[Supplied data]:
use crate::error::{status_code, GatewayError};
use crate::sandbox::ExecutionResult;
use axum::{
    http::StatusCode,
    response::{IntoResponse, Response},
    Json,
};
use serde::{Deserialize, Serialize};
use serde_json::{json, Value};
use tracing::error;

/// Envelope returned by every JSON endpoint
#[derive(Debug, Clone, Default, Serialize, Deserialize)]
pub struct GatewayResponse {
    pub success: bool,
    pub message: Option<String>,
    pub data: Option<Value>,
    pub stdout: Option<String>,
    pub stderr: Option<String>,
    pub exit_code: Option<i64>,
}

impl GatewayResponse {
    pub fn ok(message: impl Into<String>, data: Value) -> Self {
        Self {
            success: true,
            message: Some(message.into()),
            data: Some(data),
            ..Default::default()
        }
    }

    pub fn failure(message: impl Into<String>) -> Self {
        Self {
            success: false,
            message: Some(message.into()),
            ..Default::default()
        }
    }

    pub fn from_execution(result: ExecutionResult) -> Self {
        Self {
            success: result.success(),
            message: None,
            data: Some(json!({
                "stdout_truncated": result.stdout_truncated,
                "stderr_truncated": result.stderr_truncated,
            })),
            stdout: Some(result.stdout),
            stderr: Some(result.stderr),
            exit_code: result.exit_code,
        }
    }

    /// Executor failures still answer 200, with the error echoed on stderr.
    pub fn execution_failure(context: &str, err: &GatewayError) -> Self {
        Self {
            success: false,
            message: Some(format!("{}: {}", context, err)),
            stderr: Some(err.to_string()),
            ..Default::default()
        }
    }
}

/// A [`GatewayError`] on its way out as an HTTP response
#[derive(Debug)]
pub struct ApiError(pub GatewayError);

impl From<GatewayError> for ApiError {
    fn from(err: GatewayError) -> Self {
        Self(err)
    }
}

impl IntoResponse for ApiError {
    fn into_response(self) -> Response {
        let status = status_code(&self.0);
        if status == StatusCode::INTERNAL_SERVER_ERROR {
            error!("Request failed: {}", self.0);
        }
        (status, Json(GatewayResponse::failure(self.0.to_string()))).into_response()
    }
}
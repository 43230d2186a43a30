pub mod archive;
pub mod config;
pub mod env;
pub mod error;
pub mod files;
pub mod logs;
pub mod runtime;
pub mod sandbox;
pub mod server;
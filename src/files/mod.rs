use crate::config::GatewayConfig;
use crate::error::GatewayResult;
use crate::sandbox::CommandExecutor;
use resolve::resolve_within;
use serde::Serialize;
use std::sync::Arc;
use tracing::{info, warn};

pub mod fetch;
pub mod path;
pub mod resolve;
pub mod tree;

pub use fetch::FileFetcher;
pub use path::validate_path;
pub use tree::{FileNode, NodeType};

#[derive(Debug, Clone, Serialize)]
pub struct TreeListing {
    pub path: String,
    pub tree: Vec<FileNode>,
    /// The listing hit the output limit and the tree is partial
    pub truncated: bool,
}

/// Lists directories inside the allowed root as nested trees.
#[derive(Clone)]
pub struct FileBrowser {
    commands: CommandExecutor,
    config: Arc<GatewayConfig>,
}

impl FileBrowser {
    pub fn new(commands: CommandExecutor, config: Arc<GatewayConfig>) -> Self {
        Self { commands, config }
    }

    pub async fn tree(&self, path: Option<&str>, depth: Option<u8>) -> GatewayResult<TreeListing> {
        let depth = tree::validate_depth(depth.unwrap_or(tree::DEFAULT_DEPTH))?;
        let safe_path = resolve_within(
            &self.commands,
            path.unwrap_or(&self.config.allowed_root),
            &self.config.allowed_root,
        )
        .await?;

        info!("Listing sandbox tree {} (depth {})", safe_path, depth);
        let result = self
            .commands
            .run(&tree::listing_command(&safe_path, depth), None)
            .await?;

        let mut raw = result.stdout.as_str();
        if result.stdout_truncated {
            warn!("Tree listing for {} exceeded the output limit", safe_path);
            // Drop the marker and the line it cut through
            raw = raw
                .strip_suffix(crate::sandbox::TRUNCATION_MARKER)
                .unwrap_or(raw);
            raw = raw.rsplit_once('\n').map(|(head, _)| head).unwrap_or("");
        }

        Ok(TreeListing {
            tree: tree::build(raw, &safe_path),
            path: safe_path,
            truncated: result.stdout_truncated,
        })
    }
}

[Exercise objective]: Above are records; count the lines among them that include the word "Value", and give only the number.

[Response]: 3